Cross is looking for adult mentors, including those in the business community, noting a group of colleagues could come together and serve as a mentorship team for a teen in need.  

Volunteers would make a one-year commitment to the program, engage with their mentee weekly and volunteer at least three hours each month.  

Businesses have other opportunities to support the Hub 585, including making donations to the Dr. Sherri Tapp Legacy Fund. The fund supports children aging out of foster care by providing funds and scholarships to assist them during their transition to adulthood. 

Tapp served as a professor at Oral Roberts University, where Cross received her Doctor of Education degree, as well as master’s and bachelor’s degrees. Tapp previously worked with the state of Oklahoma, first with juvenile offenders, then supervising child abuse and neglect investigations for the state’s Human Services department.  

The Hub 585 provides additional services and support, as well, including the Voices of Hope program, which is a project-based curriculum that encourages youth to share their stories, with the goal of becoming published authors.  

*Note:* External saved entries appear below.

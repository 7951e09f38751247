//! Catalog browsing commands.
//!
//! List fetches recover from backend failures by rendering an empty list
//! after logging; only a direct product lookup surfaces its error.

use bramble_core::{CategoryId, Money};
use bramble_storefront::catalog::{CatalogClient, Product};
use bramble_storefront::config::StorefrontConfig;
use bramble_storefront::error::Result;
use rust_decimal::Decimal;

/// List a page of products.
pub async fn list_products(config: &StorefrontConfig, page: u32) -> Result<()> {
    let catalog = CatalogClient::new(config)?;

    let products = match catalog.products(page).await {
        Ok(products) => products,
        Err(e) => {
            tracing::warn!("Failed to fetch products: {e}");
            Vec::new()
        }
    };

    render_product_list(&products);
    Ok(())
}

/// Show one product in detail.
pub async fn show_product(config: &StorefrontConfig, slug: &str) -> Result<()> {
    let catalog = CatalogClient::new(config)?;
    let product = catalog.product_by_slug(slug).await?;

    tracing::info!("{} ({})", product.name, Money::usd(product.price));
    tracing::info!("  Category: {}", product.category.name);
    if !product.description.is_empty() {
        tracing::info!("  {}", product.description);
    }
    for spec in &product.attributes {
        let options: Vec<String> = spec
            .values
            .iter()
            .map(|option| format!("{} (+{})", option.value, Money::usd(option.price)))
            .collect();
        tracing::info!("  {}: {}", spec.key, options.join(", "));
    }

    let related = match catalog
        .related_products(&product.id, &product.category.id)
        .await
    {
        Ok(related) => related,
        Err(e) => {
            tracing::warn!("Failed to fetch related products: {e}");
            Vec::new()
        }
    };
    if !related.is_empty() {
        tracing::info!("Similar products:");
        render_product_list(&related);
    }

    Ok(())
}

/// List all categories.
pub async fn list_categories(config: &StorefrontConfig) -> Result<()> {
    let catalog = CatalogClient::new(config)?;

    let categories = match catalog.categories().await {
        Ok(categories) => categories,
        Err(e) => {
            tracing::warn!("Failed to fetch categories: {e}");
            Vec::new()
        }
    };

    for category in &categories {
        tracing::info!("{} ({})", category.name, category.id);
    }
    tracing::info!("{} categories", categories.len());
    Ok(())
}

/// Search products by category and price range.
pub async fn search(
    config: &StorefrontConfig,
    categories: Vec<String>,
    min: Option<Decimal>,
    max: Option<Decimal>,
    page: u32,
) -> Result<()> {
    let catalog = CatalogClient::new(config)?;

    let category_ids: Vec<CategoryId> = categories.into_iter().map(CategoryId::new).collect();
    let price_range = match (min, max) {
        (Some(min), Some(max)) => Some((min, max)),
        (Some(min), None) => Some((min, Decimal::MAX)),
        (None, Some(max)) => Some((Decimal::ZERO, max)),
        (None, None) => None,
    };

    let products = match catalog
        .filtered_products(&category_ids, price_range, page)
        .await
    {
        Ok(products) => products,
        Err(e) => {
            tracing::warn!("Failed to search products: {e}");
            Vec::new()
        }
    };

    render_product_list(&products);
    Ok(())
}

fn render_product_list(products: &[Product]) {
    for product in products {
        tracing::info!(
            "{}  {}  [{}]  {}",
            product.slug,
            Money::usd(product.price),
            product.category.name,
            product.name
        );
    }
    tracing::info!("{} product(s)", products.len());
}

The agency also runs the Hope Center on Chestnut Street, where it partners with community agencies to provide a safe space for youth and families, including the Society for the Protection and Care of Children and Saving AJ Inc. 

The organization has a small staff and relies on volunteers and partnerships with other agencies to work toward its mission, Cross said.  

The work is a passion for Cross, who established the first girls’ home in Tulsa, Okla., and raised awareness in the city about the issues concerning girls in foster care and youth aging out. 

“This is way more than a career for me,” she said.